Every record must be copied exactly, from first line to last.

[Entries taken from a collection]

────────

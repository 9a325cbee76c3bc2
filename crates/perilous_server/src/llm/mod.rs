//! Text-generation port: prompt in, free text out.
//!
//! The adapter in [`crate::generation`] only ever sees [`TextGenerator`].
//! [`LlmClient`] talks to a hosted model; [`OfflineGenerator`] always fails
//! so every artifact comes from the curated fallback pools.

mod client;
mod offline;

pub use client::{LlmClient, LlmConfig, LlmError, LlmProvider};
pub use offline::OfflineGenerator;

use async_trait::async_trait;
use derive_getters::Getters;
use derive_new::new;

/// System instruction plus user message for one call.
#[derive(Debug, Clone, PartialEq, Eq, Getters, new)]
pub struct Prompt {
    /// Instruction describing the exact output format.
    system: String,
    /// Context and request for this call.
    user: String,
}

/// Sampling options for one call.
#[derive(Debug, Clone, PartialEq, Getters, new)]
pub struct GenerateOptions {
    /// Sampling temperature.
    temperature: f32,
    /// Upper bound on output tokens.
    max_output_tokens: u32,
    /// Sequences that end generation early.
    stop: Vec<String>,
}

impl GenerateOptions {
    /// Returns a copy with a different temperature.
    pub fn with_temperature(&self, temperature: f32) -> Self {
        Self {
            temperature,
            ..self.clone()
        }
    }
}

/// A free-text generation capability.
///
/// Implementations report transport failures and malformed responses as
/// [`LlmError`]; the caller treats both as a failed attempt.
#[async_trait]
pub trait TextGenerator: Send + Sync {
    /// Short name used in logs.
    fn name(&self) -> &str;

    /// Generates text for a prompt.
    ///
    /// # Errors
    ///
    /// Returns [`LlmError`] if the call fails or the response has no text.
    async fn generate(&self, prompt: &Prompt, options: &GenerateOptions)
    -> Result<String, LlmError>;
}
//! The parse, validate and repair loop shared by every artifact kind.

use super::{GenerationSettings, prompts};
use crate::llm::{GenerateOptions, Prompt, TextGenerator};
use perilous_rules::{Contract, Violation};
use std::time::Duration;
use tracing::{debug, info, instrument, warn};

/// Artifact kinds the adapter produces.
#[derive(Debug, Clone, Copy, PartialEq, Eq, strum::Display)]
#[strum(serialize_all = "kebab-case")]
pub enum ArtifactKind {
    /// Next danger scenario.
    Scenario,
    /// Puzzle phrase and category.
    Puzzle,
    /// Action verdict.
    Verdict,
    /// Bot action sentence.
    BotAction,
}

/// Every attempt for an artifact failed.
///
/// Never leaves the adapter: the caller answers it with a fallback value.
#[derive(Debug, Clone, Copy, PartialEq, Eq, derive_more::Display, derive_more::Error)]
#[display("{kind} generation exhausted after {attempts} attempts")]
pub struct GenerationExhausted {
    /// Artifact that could not be generated.
    pub kind: ArtifactKind,
    /// Calls made.
    pub attempts: u32,
}

/// Turns raw responses into a value and says how to ask again.
pub(crate) trait Attempt {
    /// The value being generated.
    type Value;

    /// Parses and validates one response.
    fn evaluate(&mut self, raw: &str) -> Result<Self::Value, Vec<Violation>>;

    /// Instruction for the next call after `raw` broke `violations`.
    fn repair(&self, original: &Prompt, raw: &str, violations: &[Violation]) -> Prompt;
}

/// Any contract is an attempt that repairs by restating the broken rules.
pub(crate) struct ContractAttempt<C>(pub C);

impl<C: Contract> Attempt for ContractAttempt<C> {
    type Value = C::Value;

    fn evaluate(&mut self, raw: &str) -> Result<C::Value, Vec<Violation>> {
        self.0.accept(raw)
    }

    fn repair(&self, original: &Prompt, raw: &str, violations: &[Violation]) -> Prompt {
        prompts::repair(original, raw, violations)
    }
}

/// Runs up to `max_attempts` calls, returning the first value that passes.
///
/// Transport errors, timeouts and rejected responses all count as failed
/// attempts. A rejected response turns the next call into a repair; a
/// transport failure retries the last instruction.
///
/// # Errors
///
/// Returns [`GenerationExhausted`] when every attempt failed.
#[instrument(skip_all, fields(kind = %kind, generator = generator.name()))]
pub(crate) async fn run<A>(
    generator: &dyn TextGenerator,
    settings: &GenerationSettings,
    kind: ArtifactKind,
    attempt: &mut A,
    prompt: Prompt,
    options: GenerateOptions,
) -> Result<A::Value, GenerationExhausted>
where
    A: Attempt + Send,
{
    let base = *options.temperature();
    let timeout = (*settings.timeout_ms()).map(Duration::from_millis);
    let mut next = prompt.clone();

    for number in 0..*settings.max_attempts() {
        let options = options.with_temperature(settings.temperature_for(base, number));
        debug!(attempt = number + 1, temperature = options.temperature(), "Calling generator");

        let call = generator.generate(&next, &options);
        let response = match timeout {
            Some(limit) => match tokio::time::timeout(limit, call).await {
                Ok(response) => response,
                Err(_) => {
                    warn!(attempt = number + 1, timeout_ms = limit.as_millis() as u64, "Generation timed out");
                    continue;
                }
            },
            None => call.await,
        };

        let raw = match response {
            Ok(raw) => raw,
            Err(e) => {
                warn!(attempt = number + 1, error = %e.message, "Generation call failed");
                continue;
            }
        };

        match attempt.evaluate(&raw) {
            Ok(value) => {
                info!(attempt = number + 1, "Generated value accepted");
                return Ok(value);
            }
            Err(violations) => {
                let rules: Vec<&str> = violations.iter().map(|v| v.rule).collect();
                warn!(attempt = number + 1, ?rules, "Generated value rejected");
                next = attempt.repair(&prompt, &raw, &violations);
            }
        }
    }

    let exhausted = GenerationExhausted {
        kind,
        attempts: *settings.max_attempts(),
    };
    warn!(%exhausted, "Falling back");
    Err(exhausted)
}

────────

Reply:
repository 9a325cbee76c3bc2
filename crates/perilous_server/src/llm/mod.rs
//! Text-generation port: prompt in, free text out.
//!
//! The adapter in [`crate::generation`] only ever sees [`TextGenerator`].
//! [`LlmClient`] talks to a hosted model; [`OfflineGenerator`] always fails
//! so every artifact comes from the curated fallback pools.

mod client;
mod offline;

pub use client::{LlmClient, LlmConfig, LlmError, LlmProvider};
pub use offline::OfflineGenerator;

use async_trait::async_trait;
use derive_getters::Getters;
use derive_new::new;

/// System instruction plus user message for one call.
#[derive(Debug, Clone, PartialEq, Eq, Getters, new)]
pub struct Prompt {
    /// Instruction describing the exact output format.
    system: String,
    /// Context and request for this call.
    user: String,
}

/// Sampling options for one call.
#[derive(Debug, Clone, PartialEq, Getters, new)]
pub struct GenerateOptions {
    /// Sampling temperature.
    temperature: f32,
    /// Upper bound on output tokens.
    max_output_tokens: u32,
    /// Sequences that end generation early.
    stop: Vec<String>,
}

impl GenerateOptions {
    /// Returns a copy with a different temperature.
    pub fn with_temperature(&self, temperature: f32) -> Self {
        Self {
            temperature,
            ..self.clone()
        }
    }
}

/// A free-text generation capability.
///
/// Implementations report transport failures and malformed responses as
/// [`LlmError`]; the caller treats both as a failed attempt.
#[async_trait]
pub trait TextGenerator: Send + Sync {
    /// Short name used in logs.
    fn name(&self) -> &str;

    /// Generates text for a prompt.
    ///
    /// # Errors
    ///
    /// Returns [`LlmError`] if the call fails or the response has no text.
    async fn generate(&self, prompt: &Prompt, options: &GenerateOptions)
    -> Result<String, LlmError>;
}
//! The parse, validate and repair loop shared by every artifact kind.

use super::{GenerationSettings, prompts};
use crate::llm::{GenerateOptions, Prompt, TextGenerator};
use perilous_rules::{Contract, Violation};
use std::time::Duration;
use tracing::{debug, info, instrument, warn};

/// Artifact kinds the adapter produces.
#[derive(Debug, Clone, Copy, PartialEq, Eq, strum::Display)]
#[strum(serialize_all = "kebab-case")]
pub enum ArtifactKind {
    /// Next danger scenario.
    Scenario,
    /// Puzzle phrase and category.
    Puzzle,
    /// Action verdict.
    Verdict,
    /// Bot action sentence.
    BotAction,
}

/// Every attempt for an artifact failed.
///
/// Never leaves the adapter: the caller answers it with a fallback value.
#[derive(Debug, Clone, Copy, PartialEq, Eq, derive_more::Display, derive_more::Error)]
#[display("{kind} generation exhausted after {attempts} attempts")]
pub struct GenerationExhausted {
    /// Artifact that could not be generated.
    pub kind: ArtifactKind,
    /// Calls made.
    pub attempts: u32,
}

/// Turns raw responses into a value and says how to ask again.
pub(crate) trait Attempt {
    /// The value being generated.
    type Value;

    /// Parses and validates one response.
    fn evaluate(&mut self, raw: &str) -> Result<Self::Value, Vec<Violation>>;

    /// Instruction for the next call after `raw` broke `violations`.
    fn repair(&self, original: &Prompt, raw: &str, violations: &[Violation]) -> Prompt;
}

/// Any contract is an attempt that repairs by restating the broken rules.
pub(crate) struct ContractAttempt<C>(pub C);

impl<C: Contract> Attempt for ContractAttempt<C> {
    type Value = C::Value;

    fn evaluate(&mut self, raw: &str) -> Result<C::Value, Vec<Violation>> {
        self.0.accept(raw)
    }

    fn repair(&self, original: &Prompt, raw: &str, violations: &[Violation]) -> Prompt {
        prompts::repair(original, raw, violations)
    }
}

/// Runs up to `max_attempts` calls, returning the first value that passes.
///
/// Transport errors, timeouts and rejected responses all count as failed
/// attempts. A rejected response turns the next call into a repair; a
/// transport failure retries the last instruction.
///
/// # Errors
///
/// Returns [`GenerationExhausted`] when every attempt failed.
#[instrument(skip_all, fields(kind = %kind, generator = generator.name()))]
pub(crate) async fn run<A>(
    generator: &dyn TextGenerator,
    settings: &GenerationSettings,
    kind: ArtifactKind,
    attempt: &mut A,
    prompt: Prompt,
    options: GenerateOptions,
) -> Result<A::Value, GenerationExhausted>
where
    A: Attempt + Send,
{
    let base = *options.temperature();
    let timeout = (*settings.timeout_ms()).map(Duration::from_millis);
    let mut next = prompt.clone();

    for number in 0..*settings.max_attempts() {
        let options = options.with_temperature(settings.temperature_for(base, number));
        debug!(attempt = number + 1, temperature = options.temperature(), "Calling generator");

        let call = generator.generate(&next, &options);
        let response = match timeout {
            Some(limit) => match tokio::time::timeout(limit, call).await {
                Ok(response) => response,
                Err(_) => {
                    warn!(attempt = number + 1, timeout_ms = limit.as_millis() as u64, "Generation timed out");
                    continue;
                }
            },
            None => call.await,
        };

        let raw = match response {
            Ok(raw) => raw,
            Err(e) => {
                warn!(attempt = number + 1, error = %e.message, "Generation call failed");
                continue;
            }
        };

        match attempt.evaluate(&raw) {
            Ok(value) => {
                info!(attempt = number + 1, "Generated value accepted");
                return Ok(value);
            }
            Err(violations) => {
                let rules: Vec<&str> = violations.iter().map(|v| v.rule).collect();
                warn!(attempt = number + 1, ?rules, "Generated value rejected");
                next = attempt.repair(&prompt, &raw, &violations);
            }
        }
    }

    let exhausted = GenerationExhausted {
        kind,
        attempts: *settings.max_attempts(),
    };
    warn!(%exhausted, "Falling back");
    Err(exhausted)
}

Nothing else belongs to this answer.